HOW TO COMPLETE THIS TASK — Which lines hold the string "https"? Copy each of them from the material below.

____________________

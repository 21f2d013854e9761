//! Configuration module for gh-feed.
//!
//! This module handles parsing configuration from environment variables.
//! Command-line flags override individual fields after loading.
//!
//! # Environment Variables
//!
//! | Variable | Required | Default | Description |
//! |----------|----------|---------|-------------|
//! | `GITHUB_TOKEN` | No | - | Token sent as `Authorization: token …` |
//! | `GH_FEED_API_URL` | No | `https://api.github.com` | API base URL |
//! | `GH_FEED_CACHE_DIR` | No | `<cache dir>/gh-feed` | Cache directory |
//! | `GH_FEED_CACHE_TTL_SECS` | No | 300 | Cache freshness window |
//! | `GH_FEED_EXPORT_PATH` | No | `activity.json` | JSON export destination |
//! | `GH_FEED_TIMEOUT_SECS` | No | 30 | HTTP request timeout |
//!
//! `NO_COLOR` is read by [`crate::theme::Theme::from_env`].
//!
//! # Example
//!
//! ```no_run
//! use gh_feed::config::Config;
//!
//! let config = Config::from_env().expect("Failed to load configuration");
//! println!("API: {}", config.api_url);
//! ```

use std::env;
use std::path::PathBuf;
use std::time::Duration;

use directories::BaseDirs;
use thiserror::Error;

use crate::cache::DEFAULT_TTL_SECS;
use crate::export::DEFAULT_EXPORT_PATH;
use crate::github::DEFAULT_API_URL;

/// Default HTTP request timeout.
const DEFAULT_TIMEOUT_SECS: u64 = 30;

/// Cache directory name under the user cache directory.
const CACHE_DIR_NAME: &str = "gh-feed";

/// Cache directory used when no user cache directory exists.
const FALLBACK_CACHE_DIR: &str = ".gh_feed_cache";

/// Errors that can occur during configuration parsing.
#[derive(Error, Debug)]
pub enum ConfigError {
    /// Environment variable has an invalid value.
    #[error("invalid value for {key}: {message}")]
    InvalidValue { key: String, message: String },
}

/// Configuration for gh-feed.
#[derive(Debug, Clone, PartialEq, Eq)]
pub struct Config {
    /// GitHub token, if any.
    pub token: Option<String>,

    /// API base URL without trailing slash.
    pub api_url: String,

    /// Directory holding per-user cache files.
    pub cache_dir: PathBuf,

    /// How long a cache entry stays fresh.
    pub cache_ttl: Duration,

    /// Where `--json` writes the export.
    pub export_path: PathBuf,

    /// HTTP request timeout.
    pub timeout: Duration,
}

impl Config {
    /// Creates a new `Config` by parsing environment variables.
    ///
    /// # Errors
    ///
    /// Returns a `ConfigError` if:
    /// - `GH_FEED_API_URL` is not an `http://` or `https://` URL
    /// - `GH_FEED_CACHE_TTL_SECS` or `GH_FEED_TIMEOUT_SECS` is not a positive integer
    pub fn from_env() -> Result<Self, ConfigError> {
        // Optional: GITHUB_TOKEN (blank counts as unset)
        let token = env::var("GITHUB_TOKEN")
            .ok()
            .map(|t| t.trim().to_string())
            .filter(|t| !t.is_empty());

        // Optional: GH_FEED_API_URL (default: https://api.github.com)
        let api_url = match env::var("GH_FEED_API_URL") {
            Ok(val) => {
                let url = val.trim().trim_end_matches('/').to_string();
                if !(url.starts_with("http://") || url.starts_with("https://")) {
                    return Err(ConfigError::InvalidValue {
                        key: "GH_FEED_API_URL".to_string(),
                        message: format!("expected http:// or https:// URL, got '{val}'"),
                    });
                }
                url
            }
            Err(_) => DEFAULT_API_URL.to_string(),
        };

        // Optional: GH_FEED_CACHE_DIR (default: user cache dir)
        let cache_dir = env::var("GH_FEED_CACHE_DIR")
            .map(PathBuf::from)
            .unwrap_or_else(|_| default_cache_dir());

        // Optional: GH_FEED_CACHE_TTL_SECS (default: 300, must be > 0)
        let cache_ttl = Duration::from_secs(positive_secs(
            "GH_FEED_CACHE_TTL_SECS",
            DEFAULT_TTL_SECS,
        )?);

        // Optional: GH_FEED_EXPORT_PATH (default: ./activity.json)
        let export_path = env::var("GH_FEED_EXPORT_PATH")
            .map(PathBuf::from)
            .unwrap_or_else(|_| PathBuf::from(DEFAULT_EXPORT_PATH));

        // Optional: GH_FEED_TIMEOUT_SECS (default: 30, must be > 0)
        let timeout = Duration::from_secs(positive_secs(
            "GH_FEED_TIMEOUT_SECS",
            DEFAULT_TIMEOUT_SECS,
        )?);

        Ok(Self {
            token,
            api_url,
            cache_dir,
            cache_ttl,
            export_path,
            timeout,
        })
    }
}

/// Parses `key` as a positive number of seconds, or returns `default`.
fn positive_secs(key: &str, default: u64) -> Result<u64, ConfigError> {
    match env::var(key) {
        Ok(val) => {
            let secs = val.trim().parse::<u64>().map_err(|_| ConfigError::InvalidValue {
                key: key.to_string(),
                message: format!("expected positive integer, got '{val}'"),
            })?;
            if secs == 0 {
                return Err(ConfigError::InvalidValue {
                    key: key.to_string(),
                    message: "value must be greater than 0".to_string(),
                });
            }
            Ok(secs)
        }
        Err(_) => Ok(default),
    }
}

/// `<user cache dir>/gh-feed`, or `.gh_feed_cache` in the working directory.
fn default_cache_dir() -> PathBuf {
    BaseDirs::new()
        .map(|dirs| dirs.cache_dir().join(CACHE_DIR_NAME))
        .unwrap_or_else(|| PathBuf::from(FALLBACK_CACHE_DIR))
}
use std::collections::HashMap;
use std::sync::Mutex;
use streammesh_aggregator::AggregatorMsg;
use streammesh_endpoint::AggregatorSink;
use streammesh_types::{StreamStateTransition, Subject};
use tokio::sync::mpsc::Sender;
use tracing::warn;

/// One `StreamEndpoint` is shared by every consumer connection interested in
/// its service; this sink fans each forwarded event out to every connection
/// currently subscribed to the subject it concerns, rather than the single
/// fixed mailbox `AggregatorSink` otherwise assumes.
#[derive(Debug, Default)]
pub struct FanOutAggregatorSink {
    interested: Mutex<HashMap<Subject, Vec<Sender<AggregatorMsg>>>>,
}

impl FanOutAggregatorSink {
    pub fn new() -> Self {
        Self::default()
    }

    pub fn register(&self, subject: Subject, mailbox: Sender<AggregatorMsg>) {
        self.interested.lock().unwrap().entry(subject).or_default().push(mailbox);
    }

    pub fn unregister(&self, subject: &Subject, mailbox: &Sender<AggregatorMsg>) {
        let mut interested = self.interested.lock().unwrap();
        if let Some(list) = interested.get_mut(subject) {
            list.retain(|m| !m.same_channel(mailbox));
            if list.is_empty() {
                interested.remove(subject);
            }
        }
    }

    fn broadcast(&self, subject: &Subject, msg: impl Fn() -> AggregatorMsg) {
        let interested = self.interested.lock().unwrap();
        let Some(list) = interested.get(subject) else {
            return;
        };
        for mailbox in list {
            if mailbox.try_send(msg()).is_err() {
                warn!(%subject, "aggregator mailbox full or closed, dropping fanned-out message");
            }
        }
    }
}

impl AggregatorSink for FanOutAggregatorSink {
    fn forward_transition(&self, subject: Subject, transition: StreamStateTransition) {
        self.broadcast(&subject, || AggregatorMsg::UpstreamTransition {
            subject: subject.clone(),
            transition: transition.clone(),
        });
    }

    fn forward_subscription_closed(&self, subject: Subject) {
        self.broadcast(&subject, || AggregatorMsg::UpstreamSubscriptionClosed {
            subject: subject.clone(),
        });
    }

    fn forward_invalid_request(&self, subject: Subject) {
        self.broadcast(&subject, || AggregatorMsg::UpstreamInvalidRequest {
            subject: subject.clone(),
        });
    }
}

#[cfg(test)]
mod tests {
    use super::*;
    use streammesh_types::{ServiceKey, TagSet, TopicKey};
    use tokio::sync::mpsc;

    fn subj() -> Subject {
        Subject::new(ServiceKey::new("svc"), TopicKey::new("t1"), TagSet::empty())
    }

    #[tokio::test]
    async fn broadcasts_to_every_registered_mailbox() {
        let sink = FanOutAggregatorSink::new();
        let (tx1, mut rx1) = mpsc::channel(8);
        let (tx2, mut rx2) = mpsc::channel(8);
        sink.register(subj(), tx1);
        sink.register(subj(), tx2);

        sink.forward_transition(subj(), StreamStateTransition::StringSet("v".into()));

        assert!(matches!(
            rx1.recv().await.unwrap(),
            AggregatorMsg::UpstreamTransition { .. }
        ));
        assert!(matches!(
            rx2.recv().await.unwrap(),
            AggregatorMsg::UpstreamTransition { .. }
        ));
    }

    #[tokio::test]
    async fn unregistering_stops_further_delivery() {
        let sink = FanOutAggregatorSink::new();
        let (tx, mut rx) = mpsc::channel(8);
        sink.register(subj(), tx.clone());
        sink.unregister(&subj(), &tx);

        sink.forward_transition(subj(), StreamStateTransition::StringSet("v".into()));
        assert!(rx.try_recv().is_err());
    }
}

____________________

EXPECTED ANSWER —
//! | `GH_FEED_API_URL` | No | `https://api.github.com` | API base URL |
    /// - `GH_FEED_API_URL` is not an `http://` or `https://` URL
        // Optional: GH_FEED_API_URL (default: https://api.github.com)
                if !(url.starts_with("http://") || url.starts_with("https://")) {
                        message: format!("expected http:// or https:// URL, got '{val}'"),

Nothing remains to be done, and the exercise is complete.